Update April 1, 2020: The U.S. Food and Drug Administration (FDA) has announced a recall of all medications containing ranitidine, which goes by the name Zantac.
The FDA also recommends against taking ranitidine in over-the-counter form. For patients taking prescription ranitidine, patients should discuss other treatment options with their healthcare provider before discontinuing the drug.
For more information, visit the FDA website.
Statins lower bad cholesterol and increase good cholesterol. However, they can cause problems if you have certain medical conditions or are taking another drug or supplemental statin.
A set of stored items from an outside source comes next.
//! End-to-end build of the fixture site.
//!
//! Runs the library pipeline and the `folio` binary against a temporary copy
//! of `fixtures/content` and inspects the generated HTML.

use folio::pipeline::{self, BuildOptions};
use std::fs;
use std::path::{Path, PathBuf};
use std::process::Command;
use tempfile::TempDir;

// ---------------------------------------------------------------------------
// Setup helpers
// ---------------------------------------------------------------------------

fn fixtures() -> PathBuf {
    PathBuf::from(env!("CARGO_MANIFEST_DIR")).join("fixtures/content")
}

fn copy_dir(src: &Path, dst: &Path) {
    fs::create_dir_all(dst).unwrap();
    for entry in fs::read_dir(src).unwrap() {
        let entry = entry.unwrap();
        let target = dst.join(entry.file_name());
        if entry.path().is_dir() {
            copy_dir(&entry.path(), &target);
        } else {
            fs::copy(entry.path(), target).unwrap();
        }
    }
}

fn content_copy() -> TempDir {
    let tmp = TempDir::new().unwrap();
    copy_dir(&fixtures(), tmp.path());
    tmp
}

fn read(root: &Path, rel: &str) -> String {
    fs::read_to_string(root.join(rel)).unwrap_or_else(|e| panic!("{rel}: {e}"))
}

// ---------------------------------------------------------------------------
// Library pipeline
// ---------------------------------------------------------------------------

#[test]
fn builds_every_template() {
    let content = content_copy();
    let out = TempDir::new().unwrap();
    let report = pipeline::build(content.path(), out.path(), &BuildOptions::default()).unwrap();
    let site = out.path();

    let home = read(site, "index.html");
    assert!(home.contains("<title>Home - Ramonak.io</title>"));
    assert!(home.contains("My Recent Work"));
    assert!(home.contains("id=\"contact\""));

    let projects = read(site, "pages/projects/index.html");
    assert!(projects.contains("Coffee Sales Dashboard"));
    assert!(projects.contains("https://github.com/KaterinaLupacheva/coffee-dashboard"));

    let post = read(site, "posts/heroku-export/index.html");
    assert!(post.contains("datetime=\"2020-05-12\""));
    assert!(post.contains("heroku pg:backups:capture"));

    let garden = read(site, "digital-garden/heroku/index.html");
    assert_eq!(garden.matches("card-container selected").count(), 1);
    assert!(garden.contains("heroku logs --tail"));

    assert!(report.manifest.warnings.is_empty());
    assert_eq!(report.generated.feed_items, 2);
}

#[test]
fn sidebar_marks_current_menu_entry() {
    let content = content_copy();
    let out = TempDir::new().unwrap();
    pipeline::build(content.path(), out.path(), &BuildOptions::default()).unwrap();

    let about = read(out.path(), "pages/about/index.html");
    assert!(about.contains(
        "<li class=\"menu-item current\"><a href=\"/pages/about/\" aria-current=\"page\">About</a>"
    ));
    assert!(about.contains("https://twitter.com/ramonak_io"));
    assert!(!about.contains("linkedin.com"));
}

#[test]
fn blog_index_lists_newest_first() {
    let content = content_copy();
    let out = TempDir::new().unwrap();
    pipeline::build(content.path(), out.path(), &BuildOptions::default()).unwrap();

    let index = read(out.path(), "posts/index.html");
    let git = index.find("Git aliases I use every day").unwrap();
    let heroku = index.find("How to export a Heroku Postgres database").unwrap();
    assert!(git < heroku);
    assert!(!index.contains("Work in progress"));
}

#[test]
fn drafts_render_but_stay_out_of_feeds() {
    let content = content_copy();
    let out = TempDir::new().unwrap();
    let options = BuildOptions {
        include_drafts: true,
        temp_dir: None,
    };
    pipeline::build(content.path(), out.path(), &options).unwrap();

    assert!(out.path().join("posts/work-in-progress/index.html").exists());
    assert!(!read(out.path(), "rss.xml").contains("work-in-progress"));
    assert!(!read(out.path(), "sitemap.xml").contains("work-in-progress"));
    assert!(!read(out.path(), "posts/index.html").contains("Work in progress"));
}

#[test]
fn feeds_use_absolute_urls() {
    let content = content_copy();
    let out = TempDir::new().unwrap();
    pipeline::build(content.path(), out.path(), &BuildOptions::default()).unwrap();

    let rss = read(out.path(), "rss.xml");
    assert!(rss.contains("<link>https://ramonak.io/posts/heroku-export/</link>"));
    let sitemap = read(out.path(), "sitemap.xml");
    assert!(sitemap.contains("<loc>https://ramonak.io/pages/about/</loc>"));
    assert!(sitemap.contains("<loc>https://ramonak.io/posts/</loc>"));
}

#[test]
fn dangling_menu_entry_warns_but_builds() {
    let content = content_copy();
    let config = fs::read_to_string(content.path().join("config.toml")).unwrap();
    let config = config.replacen("path = \"/pages/about\"", "path = \"/about\"", 1);
    fs::write(content.path().join("config.toml"), config).unwrap();

    let out = TempDir::new().unwrap();
    let report = pipeline::build(content.path(), out.path(), &BuildOptions::default()).unwrap();
    assert_eq!(report.manifest.warnings.len(), 1);
    assert!(report.manifest.warnings[0].to_string().contains("/about"));
    assert!(out.path().join("index.html").exists());
}

// ---------------------------------------------------------------------------
// Binary
// ---------------------------------------------------------------------------

#[test]
fn cli_scan_then_generate() {
    let content = content_copy();
    let work = TempDir::new().unwrap();
    let temp_dir = work.path().join(".folio-temp");
    let output = work.path().join("dist");
    let bin = env!("CARGO_BIN_EXE_folio");

    for stage in ["scan", "generate"] {
        let status = Command::new(bin)
            .arg(stage)
            .arg("--source")
            .arg(content.path())
            .arg("--output")
            .arg(&output)
            .arg("--temp-dir")
            .arg(&temp_dir)
            .status()
            .expect("failed to run folio");
        assert!(status.success(), "folio {stage} failed");
    }

    assert!(temp_dir.join("manifest.json").exists());
    assert!(output.join("index.html").exists());
    assert!(output.join("rss.xml").exists());
}

#[test]
fn cli_check_rejects_unknown_template() {
    let content = content_copy();
    fs::write(
        content.path().join("pages/bad.md"),
        "---\ntitle: Bad\ntemplate: gallery\n---\n",
    )
    .unwrap();

    let result = Command::new(env!("CARGO_BIN_EXE_folio"))
        .arg("check")
        .arg("--source")
        .arg(content.path())
        .output()
        .expect("failed to run folio");
    assert!(!result.status.success());
    let stderr = String::from_utf8_lossy(&result.stderr);
    assert!(stderr.contains("gallery"), "{stderr}");
}

#[test]
fn cli_gen_config_is_valid() {
    let result = Command::new(env!("CARGO_BIN_EXE_folio"))
        .arg("gen-config")
        .output()
        .expect("failed to run folio");
    assert!(result.status.success());
    let text = String::from_utf8(result.stdout).unwrap();
    folio::config::parse_config(&text).unwrap();
}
Before taking a statin, let your healthcare provider know if you have liver disease, or if you are pregnant or breastfeeding. Also, be sure to tell them if you are taking any medications or supplements. They may want to monitor your condition or switch you to a different type of medication.
Statins help lower cholesterol and reduce the risk of heart disease. However, there are many precautions to consider.
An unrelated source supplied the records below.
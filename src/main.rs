use clap::{Parser, Subcommand};
use folio::generate::{self, GenerateOptions};
use folio::{config, output, pipeline, scan};
use std::path::PathBuf;

/// Shared flags for commands that render pages.
#[derive(clap::Args, Clone)]
struct DraftArgs {
    /// Render draft documents (never added to rss.xml or sitemap.xml)
    #[arg(long)]
    drafts: bool,
}

fn version_string() -> &'static str {
    let on_tag = env!("FOLIO_ON_RELEASE_TAG");
    if on_tag == "true" {
        env!("CARGO_PKG_VERSION")
    } else {
        let hash = env!("FOLIO_GIT_HASH");
        if hash.is_empty() {
            "dev@unknown"
        } else {
            Box::leak(format!("dev@{hash}").into_boxed_str())
        }
    }
}

#[derive(Parser)]
#[command(name = "folio")]
#[command(about = "Static site generator for a personal blog, portfolio and digital garden")]
#[command(long_about = "\
Static site generator for a personal blog, portfolio and digital garden

Markdown files become pages; config.toml holds everything that is not a page:
the menu, the author and contacts, projects, recent work and garden cards.

Content structure:

  content/
  ├── config.toml                      # Site config (required)
  ├── index.md                         # Landing page (template: landing)
  ├── pages/
  │   ├── 010-about.md                 # → /pages/about
  │   └── 020-projects.md              # → /pages/projects (template: projects)
  ├── posts/
  │   └── 2020-05-12---heroku.md       # → /posts/heroku (template: post)
  ├── digital-garden/
  │   ├── index.md                     # → /digital-garden (template: digital-garden)
  │   └── heroku.md                    # Detail for the \"Heroku\" garden card
  └── static/                          # Copied to the output root as-is

Front matter (YAML between --- or TOML between +++):
  title, date, template, draft, description, socialImage, slug

Templates: page (default), post, landing, projects, digital-garden

Run 'folio gen-config' to generate a documented config.toml.")]
#[command(version = version_string())]
struct Cli {
    /// Content directory
    #[arg(long, default_value = "content", global = true)]
    source: PathBuf,

    /// Output directory
    #[arg(long, default_value = "dist", global = true)]
    output: PathBuf,

    /// Directory for intermediate files (manifest)
    #[arg(long, default_value = ".folio-temp", global = true)]
    temp_dir: PathBuf,

    #[command(subcommand)]
    command: Command,
}

#[derive(Subcommand)]
enum Command {
    /// Scan content directory into a manifest
    Scan,
    /// Produce the final HTML site from the manifest
    Generate(DraftArgs),
    /// Run the full pipeline: scan → generate
    Build(DraftArgs),
    /// Validate content directory without building
    Check,
    /// Print a stock config.toml with all options documented
    GenConfig,
}

fn main() -> Result<(), Box<dyn std::error::Error>> {
    let cli = Cli::parse();

    match cli.command {
        Command::Scan => {
            let manifest = scan::scan(&cli.source)?;
            pipeline::write_manifest(&manifest, &cli.temp_dir)?;
            output::print_scan_output(&manifest, &cli.source);
        }
        Command::Generate(draft_args) => {
            let manifest_path = cli.temp_dir.join("manifest.json");
            let report = generate::generate(
                &manifest_path,
                &cli.source,
                &cli.output,
                GenerateOptions {
                    include_drafts: draft_args.drafts,
                },
            )?;
            output::print_generate_output(&report);
        }
        Command::Build(draft_args) => {
            println!("==> Stage 1: Scanning {}", cli.source.display());
            let manifest = scan::scan(&cli.source)?;
            pipeline::write_manifest(&manifest, &cli.temp_dir)?;
            output::print_scan_output(&manifest, &cli.source);

            println!("==> Stage 2: Generating HTML → {}", cli.output.display());
            let report = generate::generate_site(
                &manifest,
                &cli.source,
                &cli.output,
                GenerateOptions {
                    include_drafts: draft_args.drafts,
                },
            )?;
            output::print_generate_output(&report);

            println!("==> Build complete: {}", cli.output.display());
        }
        Command::Check => {
            println!("==> Checking {}", cli.source.display());
            let manifest = pipeline::check(&cli.source)?;
            output::print_scan_output(&manifest, &cli.source);
            if manifest.warnings.is_empty() {
                println!("==> Content is valid");
            } else {
                println!(
                    "==> Content is valid ({} warnings)",
                    manifest.warnings.len()
                );
            }
        }
        Command::GenConfig => {
            print!("{}", config::stock_config_toml());
        }
    }

    Ok(())
}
These are just a few of the possible drug interactions. This is why it is important to discuss your medical history and all medications (prescription or otherwise) with your healthcare team before taking a statin.
It’s important to remember that statins aren’t the only way to treat high cholesterol. If statins are not an option, niacin, fibrate acid, PCSK9 inhibitors, bile acid sequestrants, and Zeta (ezetimibe) can also be used.
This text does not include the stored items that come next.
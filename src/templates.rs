//! Page template assembly.
//!
//! [`render_document`] turns one [`ContentDocument`] into a complete HTML page:
//! the shared `<head>` (title, description, Open Graph tags, analytics), the
//! sidebar with navigation, and a body chosen by the document's [`Template`]:
//!
//! | Template | Body |
//! |----------|------|
//! | `landing` | hero with the document body, recent work, contact form, footer |
//! | `projects` | document body as intro, then one card per project |
//! | `digital-garden` | garden cards with the current entry selected, detail panel |
//! | `post` | article with date, optional comments |
//! | `page` | article |
//!
//! The blog index (`/posts`, `/posts/page/2`, ...) has no document behind it
//! and is rendered by [`render_posts_index`].

use crate::components::{
    contact_form, footer, garden_cards, garden_detail, hero_title, project_card, sidebar, work_card,
};
use crate::garden::Selection;
use crate::metadata::SiteMetadata;
use crate::naming::normalize_slug;
use crate::scan::{CONTACT_SCRIPT, ContentSet, GARDEN_SCRIPT, POSTS_INDEX, RSS_FILE};
use crate::types::{ContentDocument, Template};
use maud::{DOCTYPE, Markup, PreEscaped, html};

pub use crate::types::TemplateError;

/// Hrefs of the generated assets, already prefixed and fingerprinted.
#[derive(Debug, Clone, PartialEq)]
pub struct AssetPaths {
    pub stylesheet: String,
    pub garden_script: String,
    pub contact_script: String,
    pub feed: String,
}

impl AssetPaths {
    pub fn new(meta: &SiteMetadata, stylesheet_file: &str) -> Self {
        Self {
            stylesheet: meta.asset(stylesheet_file),
            garden_script: meta.asset(GARDEN_SCRIPT),
            contact_script: meta.asset(CONTACT_SCRIPT),
            feed: meta.asset(RSS_FILE),
        }
    }
}

/// Everything a template may read. Built once per build and shared by all pages.
#[derive(Debug, Clone, Copy)]
pub struct RenderContext<'a> {
    pub meta: SiteMetadata<'a>,
    pub content: &'a ContentSet,
    pub assets: &'a AssetPaths,
}

/// Head metadata for one page.
struct PageHead<'a> {
    title: String,
    description: Option<&'a str>,
    social_image: Option<&'a str>,
    slug: &'a str,
}

// ============================================================================
// Document shell
// ============================================================================

fn base_document(
    ctx: &RenderContext,
    head: &PageHead,
    template: Template,
    content: Markup,
    scripts: &[&str],
) -> Markup {
    let meta = &ctx.meta;
    let description = head
        .description
        .filter(|d| !d.is_empty())
        .unwrap_or(meta.subtitle());
    let og_image = head
        .social_image
        .or_else(|| Some(meta.author().photo.as_str()).filter(|p| !p.is_empty()))
        .map(|img| meta.absolute_asset(img));
    let og_type = if template == Template::Post {
        "article"
    } else {
        "website"
    };

    html! {
        (DOCTYPE)
        html lang="en" {
            head {
                meta charset="UTF-8";
                meta name="viewport" content="width=device-width, initial-scale=1.0";
                title { (head.title) }
                meta name="description" content=(description);
                meta property="og:title" content=(head.title);
                meta property="og:description" content=(description);
                meta property="og:url" content=(meta.absolute_url(head.slug));
                meta property="og:type" content=(og_type);
                @if let Some(image) = &og_image {
                    meta property="og:image" content=(image);
                }
                meta name="twitter:card" content="summary";
                link rel="stylesheet" href=(ctx.assets.stylesheet);
                link rel="alternate" type="application/rss+xml" title=(meta.title()) href=(ctx.assets.feed);
                @if let Some(id) = meta.google_analytics_id() {
                    (analytics_snippet(id))
                }
            }
            body class=(template.body_class()) {
                div.layout {
                    (sidebar(meta, head.slug))
                    main.content {
                        (content)
                    }
                }
                @for src in scripts {
                    script src=(src) defer {}
                }
            }
        }
    }
}

fn analytics_snippet(id: &str) -> Markup {
    // serde_json gives a correctly escaped JS string literal
    let id_literal = serde_json::to_string(id).unwrap_or_else(|_| "\"\"".to_string());
    html! {
        script async src={ "https://www.googletagmanager.com/gtag/js?id=" (id) } {}
        script {
            (PreEscaped(format!(
                "window.dataLayer=window.dataLayer||[];function gtag(){{dataLayer.push(arguments);}}gtag('js',new Date());gtag('config',{id_literal});"
            )))
        }
    }
}

// ============================================================================
// Page Renderers
// ============================================================================

/// Render a document with the template its front matter selects.
pub fn render_document(doc: &ContentDocument, ctx: &RenderContext) -> Markup {
    let head = PageHead {
        title: ctx.meta.page_title(doc.title()),
        description: doc.description(),
        social_image: doc.frontmatter.social_image.as_deref(),
        slug: &doc.slug,
    };
    let body_html = doc.render_body();

    let (content, scripts): (Markup, Vec<&str>) = match doc.template() {
        Template::Landing => (
            render_landing(doc, &body_html, ctx),
            contact_scripts(ctx),
        ),
        Template::Projects => (render_projects(doc, &body_html, ctx), Vec::new()),
        Template::DigitalGarden => (
            render_garden(doc, &body_html, ctx),
            vec![ctx.assets.garden_script.as_str()],
        ),
        Template::Post => (render_post(doc, &body_html, ctx), Vec::new()),
        Template::Page => (render_page(doc, &body_html), Vec::new()),
    };

    base_document(ctx, &head, doc.template(), content, &scripts)
}

fn contact_scripts<'a>(ctx: &RenderContext<'a>) -> Vec<&'a str> {
    if ctx.meta.contact_endpoint().is_some() {
        vec![ctx.assets.contact_script.as_str()]
    } else {
        Vec::new()
    }
}

fn render_landing(doc: &ContentDocument, body_html: &str, ctx: &RenderContext) -> Markup {
    let meta = &ctx.meta;
    html! {
        (hero_title(doc.title(), body_html))
        @if !meta.recent_work().is_empty() {
            section.recent-work {
                h2 { "My Recent Work" }
                @for work in meta.recent_work() {
                    (work_card(work, meta))
                }
            }
        }
        (contact_form(meta))
        (footer(meta))
    }
}

fn render_projects(doc: &ContentDocument, body_html: &str, ctx: &RenderContext) -> Markup {
    html! {
        div.page {
            h1.page-title { (doc.title()) }
            div.page-body { (PreEscaped(body_html)) }
            div.projects {
                @for project in ctx.meta.projects() {
                    (project_card(project, &ctx.meta))
                }
            }
        }
    }
}

/// Selection for a garden page: the entry linking to this page, found by key;
/// failing that, the first entry with this page's title.
pub fn garden_selection(doc: &ContentDocument, meta: &SiteMetadata) -> Selection {
    let entries = meta.garden();
    entries
        .iter()
        .find(|e| !e.link.trim().is_empty() && normalize_slug(&e.link) == doc.slug)
        .map(|e| Selection::for_key(entries, &e.key))
        .unwrap_or_else(|| Selection::initial(entries, doc.title()))
}

fn render_garden(doc: &ContentDocument, body_html: &str, ctx: &RenderContext) -> Markup {
    let meta = &ctx.meta;
    let selection = garden_selection(doc, meta);
    let selected = selection.entry(meta.garden());
    html! {
        div.page {
            h1.page-title { (doc.title()) }
            @if selected.is_none() {
                div.page-body { (PreEscaped(body_html)) }
            }
            div.garden {
                (garden_cards(meta.garden(), selection, meta))
                (garden_detail(selected, body_html))
            }
        }
    }
}

fn render_post(doc: &ContentDocument, body_html: &str, ctx: &RenderContext) -> Markup {
    let meta = &ctx.meta;
    html! {
        article.post {
            header.post-header {
                h1.post-title { (doc.title()) }
                @if let (Some(date), Some(display)) = (doc.date(), doc.display_date()) {
                    time.post-date datetime=(date.format("%Y-%m-%d").to_string()) { (display) }
                }
                @if doc.is_draft() {
                    span.draft-badge { "Draft" }
                }
            }
            div.post-body { (PreEscaped(body_html)) }
            footer.post-footer {
                a href=(meta.url_for(POSTS_INDEX)) { "All posts" }
            }
            @if let Some(shortname) = meta.disqus_shortname() {
                (comments(shortname, &meta.absolute_url(&doc.slug), &doc.slug))
            }
        }
    }
}

fn comments(shortname: &str, page_url: &str, identifier: &str) -> Markup {
    let config = format!(
        "var disqus_config=function(){{this.page.url={};this.page.identifier={};}};",
        serde_json::to_string(page_url).unwrap_or_default(),
        serde_json::to_string(identifier).unwrap_or_default(),
    );
    html! {
        div id="disqus_thread" {}
        script { (PreEscaped(config)) }
        script src={ "https://" (shortname) ".disqus.com/embed.js" } async {}
    }
}

fn render_page(doc: &ContentDocument, body_html: &str) -> Markup {
    html! {
        article.page {
            h1.page-title { (doc.title()) }
            div.page-body { (PreEscaped(body_html)) }
        }
    }
}

// ============================================================================
// Blog index
// ============================================================================

/// Number of blog index pages. Always at least one, even with no posts.
pub fn posts_page_count(ctx: &RenderContext) -> usize {
    let per_page = ctx.meta.posts_per_page().max(1);
    ctx.content.posts().len().div_ceil(per_page).max(1)
}

/// Slug of blog index page `page` (1-based).
pub fn posts_page_slug(page: usize) -> String {
    if page <= 1 {
        POSTS_INDEX.to_string()
    } else {
        format!("{POSTS_INDEX}/page/{page}")
    }
}

/// Render blog index page `page` (1-based).
pub fn render_posts_index(page: usize, ctx: &RenderContext) -> Result<Markup, TemplateError> {
    let last = posts_page_count(ctx);
    if page == 0 || page > last {
        return Err(TemplateError::PageOutOfRange { page, last });
    }
    let meta = &ctx.meta;
    let per_page = meta.posts_per_page().max(1);
    let posts = ctx.content.posts();
    let shown = posts.iter().skip((page - 1) * per_page).take(per_page);

    let slug = posts_page_slug(page);
    let head = PageHead {
        title: meta.page_title("Blog"),
        description: None,
        social_image: None,
        slug: &slug,
    };
    let content = html! {
        div.feed {
            h1.page-title { "Blog" }
            @if posts.is_empty() {
                p.empty { "No posts yet." }
            }
            @for post in shown {
                article.feed-item {
                    @if let Some(display) = post.display_date() {
                        time.feed-date { (display) }
                    }
                    h2.feed-title { a href=(meta.url_for(&post.slug)) { (post.title()) } }
                    @if let Some(description) = post.description() {
                        p.feed-description { (description) }
                    }
                }
            }
            nav.pagination {
                @if page > 1 {
                    a.pagination-prev rel="prev" href=(meta.url_for(&posts_page_slug(page - 1))) { "← Newer" }
                }
                @if page < last {
                    a.pagination-next rel="next" href=(meta.url_for(&posts_page_slug(page + 1))) { "Older →" }
                }
            }
        }
    };
    Ok(base_document(ctx, &head, Template::Page, content, &[]))
}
Frequently Asked Questions
What drugs interact with atorvastatin?
Certain drugs can interact with atorvastatin (Lipitor) and increase its side effects. These include fibrates, niacin supplements, cyclosporine, clarithromycin, itraconazole, HIV protease inhibitors, oral contraceptives containing norethisterone or ethinyl estradiol, digoxin, rifampicin, and autumn Narcissine.
What foods should I avoid while taking Crestor?
Grapefruit and grapefruit juice can affect some statins, but it is believed to have little interaction with Crestor (rosuvastatin). However, it is best avoided until you discuss it with your healthcare provider.
What are the side effects of Tagamet?
Side effects of Tagamet (cimetidine) may include headache, dizziness, drowsiness, and diarrhea. Serious side effects are rare, but include depression, nervousness, and hallucinations. Tagamet can increase the side effects of statins. If you take a statin, talk to your doctor before taking Tagamet.
Is lisinopril a statin?
No, lisinopril is not a statin. It is used alone or with other medicines to treat high blood pressure (hypertension) and heart failure. Lisinopril is an angiotensin-converting enzyme (ACE) inhibitor.